Why can weasels climb?

Dr. Gesine Steiner Pressestelle
Museum für Naturkunde - Leibniz-Institut für Evolutions- und Biodiversitätsforschung

    Biologists at the Museum für Naturkunde Berlin and the Royal Veterinary College have investigated how mammals evolve limbs for climbing, digging, and swimming by studying the internal structure of limb bones in the weasel family

    Fundamental to the evolutionary success of mammals have been specializations for different locomotor habits or limb functions, such as climbing, running, digging and swimming.
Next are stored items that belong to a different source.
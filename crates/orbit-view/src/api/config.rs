use serde::{Deserialize, Serialize};

use crate::systems::orbit::OrbitParams;

/// Scene configuration. Defaults reproduce the classic demo scene;
/// every field may be omitted from JSON.
#[derive(Debug, Clone, PartialEq, Serialize, Deserialize)]
#[serde(default)]
pub struct SceneConfig {
    /// Number of orbiting circles drawn per frame (default: 10000).
    pub orbit_count: u32,
    /// Constants of the orbit sampler.
    pub orbit: OrbitParams,
    /// Radius of the face circle at the world origin (default: 50).
    pub face_radius: f64,
    /// Radius of the cursor marker and of every orbit circle (default: 20).
    pub marker_radius: f64,
    /// Half length of each overlay crosshair arm, in pixels (default: 20).
    pub crosshair_half_length: f64,
    /// Pen width for outlines (default: 1).
    pub stroke_width: f32,
    /// Seed for the built-in random source (default: 42).
    pub seed: u64,
    /// Skip orbit circles that land off the surface (default: false).
    pub cull_offscreen: bool,
}

impl Default for SceneConfig {
    fn default() -> Self {
        Self {
            orbit_count: 10_000,
            orbit: OrbitParams::default(),
            face_radius: 50.0,
            marker_radius: 20.0,
            crosshair_half_length: 20.0,
            stroke_width: 1.0,
            seed: 42,
            cull_offscreen: false,
        }
    }
}

impl SceneConfig {
    /// Parse a configuration from a JSON string.
    pub fn from_json(json: &str) -> Result<Self, serde_json::Error> {
        serde_json::from_str(json)
    }

    pub fn to_json(&self) -> Result<String, serde_json::Error> {
        serde_json::to_string_pretty(self)
    }
}
pub mod frame;
pub mod orbit;
pub mod rng;
#[cfg(feature = "vectors")]
pub mod vector;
However, our anatomical understandings of such specializations have overwhelmingly focused on the external dimensions of the limb skeleton, namely the lengths and diameters of its constituent bones. The internal dimensions of the limb skeleton – which determine a bone’s ability to structurally withstand the forces acting on it as a limb functions – have received considerably less attention in the study of mammalian locomotion and evolution. To determine whether differences in the cross-sectional structure of limb bones relates to specialized locomotor habits in mammals, we studied cross-sectional shape in the forelimb bones of Mustelidae, a functionally diverse lineage of mammals that includes weasels, otters, badgers, and martens. We found that otters and badgers have the limb bones with the most robust cross-sections among mustelids, and this fits our prediction that otters and badgers have more robust cross-sections due to their respective needs of counteracting buoyancy during swimming and withstanding mechanical stresses incurred during digging. Though this association between bone cross-sectional structure and limb function would appear to be adaptive, models of the past evolution of these traits suggest that the evolution of these traits may not be consistently adaptive. This is in contrast to the likely adaptive evolution of the external dimensions of the mustelid limb skeleton. Thus, our results suggest that during the evolution of mammals, specializing an organ (i.e., a limb) for a given function does not necessarily entail a single mode of evolution governing all of the organ’s constituent traits.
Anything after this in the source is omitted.